Monday, November 12, 2007

Nothing is sacred

















It's surely gone too far now. I was able to deal with following:
  • The A&E waiting times
  • The overcrowded hospitals
  • The overcrowded prisons
  • The third-rate communications infrastructure
  • The third-rate transport infrastructure
  • The gross overspending
  • The wearing of yellow trousers at G8 summits
  • The undelivered election promises
  • The Millenium Spire not being built in time
  • The Millenium clock being a criminal waste of money
  • The LUAS not being connected
  • The e-voting machines that are unused and still costing us money
  • The pay rises
  • The budget cuts
  • The stamp duty that I paid last year as a first time buyer
  • The Garda corruption
  • The endless tribunals
  • The cover ups at tribunals
But this, news that a government official 'advised' RTE to not let Professor James Crown (one of the more outspoken critics of the health service) appear on the Late Late on Saturday night amounts to state censorship.

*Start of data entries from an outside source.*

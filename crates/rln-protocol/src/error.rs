//! # Protocol Error Types
//!
//! Errors raised while constructing identities and groups, assembling
//! proof inputs, and recovering secrets from double signals.
//!
//! Construction, index and lookup failures are synchronous and fatal.
//! Prover failures are propagated unchanged. Nothing here retries.

use thiserror::Error;

use rln_core::FieldError;
use rln_crypto::{HashError, TreeError};
use rln_zkp::ProverError;

/// Errors constructing or parsing an [`Identity`](crate::identity::Identity).
#[derive(Error, Debug)]
pub enum IdentityError {
    /// Serialized identity is not a JSON array of two strings.
    #[error("malformed serialized identity: {0}")]
    Malformed(String),

    /// A component is not a hexadecimal integer.
    #[error("invalid identity {component} {value:?}")]
    InvalidComponent {
        /// `trapdoor` or `nullifier`.
        component: &'static str,
        /// The rejected text.
        value: String,
    },

    /// Deriving the secret or commitment failed.
    #[error(transparent)]
    Hash(#[from] HashError),
}

/// Errors constructing or mutating a [`Group`](crate::group::Group).
#[derive(Error, Debug)]
pub enum GroupError {
    /// Group depth outside `[MIN_DEPTH, MAX_DEPTH]`.
    #[error("group depth {depth} outside supported range [{min}, {max}]")]
    InvalidDepth {
        depth: usize,
        min: usize,
        max: usize,
    },

    #[error(transparent)]
    Tree(#[from] TreeError),
}

/// Errors assembling a proof input or generating a proof.
#[derive(Error, Debug)]
pub enum AssemblyError {
    /// The room id is not a decimal or hex field element.
    #[error("invalid room id {id:?}: {source}")]
    InvalidRoomId {
        id: String,
        #[source]
        source: FieldError,
    },

    /// The message limit must be at least one.
    #[error("message limit must be at least 1, got {0}")]
    InvalidMessageLimit(u64),

    /// The identity's rate commitment for this limit is not a room member.
    #[error("rate commitment {rate_commitment} for message limit {limit} is not a member of room {room_id}")]
    MemberNotFound {
        room_id: String,
        limit: u64,
        rate_commitment: String,
    },

    #[error("group error: {0}")]
    Group(#[from] GroupError),

    #[error("tree error: {0}")]
    Tree(#[from] TreeError),

    #[error("hash error: {0}")]
    Hash(#[from] HashError),

    /// The prover rejected the input or failed.
    #[error("proof generation failed: {0}")]
    Prover(#[from] ProverError),
}

/// Errors recovering a secret from two shares.
#[derive(Error, Debug, PartialEq, Eq)]
pub enum SlashingError {
    /// The proofs carry different nullifiers, so the shares lie on
    /// different lines.
    #[error("nullifiers differ; shares belong to different slots")]
    NullifierMismatch,

    /// Both shares use the same `x`; the line is underdetermined.
    #[error("shares have identical x; secret cannot be interpolated")]
    SameSignal,

    /// The proofs are for different external nullifiers.
    #[error("proofs are bound to different external nullifiers")]
    ExternalNullifierMismatch,

    #[error("hash error: {0}")]
    Hash(String),
}

impl From<HashError> for SlashingError {
    fn from(err: HashError) -> Self {
        Self::Hash(err.to_string())
    }
}

#[cfg(test)]
mod tests {
    use super::*;

    #[test]
    fn member_not_found_display() {
        let err = AssemblyError::MemberNotFound {
            room_id: "123".to_string(),
            limit: 2,
            rate_commitment: "99".to_string(),
        };
        let msg = format!("{err}");
        assert!(msg.contains("message limit 2"));
        assert!(msg.contains("room 123"));
    }

    #[test]
    fn invalid_room_id_carries_source() {
        let err = AssemblyError::InvalidRoomId {
            id: "abc".to_string(),
            source: FieldError::InvalidDigits {
                radix: 10,
                input: "abc".to_string(),
            },
        };
        assert!(std::error::Error::source(&err).is_some());
    }

    #[test]
    fn prover_error_propagates() {
        let err = AssemblyError::from(ProverError::Prover("zkey mismatch".to_string()));
        assert!(format!("{err}").contains("zkey mismatch"));
    }

    #[test]
    fn group_depth_display() {
        let err = GroupError::InvalidDepth {
            depth: 8,
            min: 16,
            max: 32,
        };
        assert!(format!("{err}").contains("[16, 32]"));
    }

    #[test]
    fn all_variants_are_debug() {
        let errors: Vec<Box<dyn std::fmt::Debug>> = vec![
            Box::new(IdentityError::Malformed("x".to_string())),
            Box::new(AssemblyError::InvalidMessageLimit(0)),
            Box::new(SlashingError::SameSignal),
            Box::new(SlashingError::NullifierMismatch),
        ];
        for e in &errors {
            assert!(!format!("{e:?}").is_empty());
        }
    }
}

It is too far. The rest of the above can be explained away as results of what happens when you let a bunch of muppets take the reigns of a country. Add censorship to the mix and we are now no better than North Korea, Belarus or a whole hose of other poxy countries, run by despots running under the flag of communism and promise of lots of square buildings. Atleast we don't have any square buildings...



Friday, November 2, 2007

What next: sexiest man in Ireland?

Ireland's very own personal fund manager Brian Cowen (pictured left, hanging tight with his old homie Arafat) has turned up in the lastest MRBI poll as Ireland' most popular politician. Even more than Bertie.

Than Bertie.

Bertie!!

Now I know that Fianna Fail have it all planned out for the Bull to take the reigns (ironic, no?) post Bertie, but I bet he's going fucking mental up in Drumcondra. He escaped Bertiegate parts 1 and 2, and how many other controversies over the last 10 years, and finally is falling to a guy who lets be honest looks like someone's been hitting him in the face with a bar of soap inside a towel. Swollen, not bruised.


Friday, October 26, 2007

governMENTAL

I've got to hand it to Bertie and the lads as things must be going better than the economists, media and well, most people with a wallet think. Why else would they accept large pay increases during an economic slowdown?

Honestly they sound like a fucking Loreal ad, I heard Noel Dempsey on the radio this morning saying that because it was an independent body's recommendation that they had to accept it. What about all the other recommendations from independent bodies that they ignored and are gathering dust or being used as kindling for next weeks bonfires?

And our great leader "the innocent" kept on saying how their salaries are benchmarked against the private sector. Well why in the fuck is his performance not? He wouldn't last two hours as an office temp if he was. He now gets paid more than Gordon Brown and George Bush, and his answer to that tidbid was that "well, I dont ge eh, a eh, number den or a white house or anytin, not dat I'd like a white house anyway". Yeah well you don't get a population of 300 million and a huge army to preside over either thank fuck. It's galling to think at a time when this government are closing down hospital wards and warning people about overspending (how ironic) they're happy to turn around and grab grab grab like grinning little Shylocks.

It's reassuring to know however that he does now posess a bank account - he'd have a hard time stuffing that wad into a sock.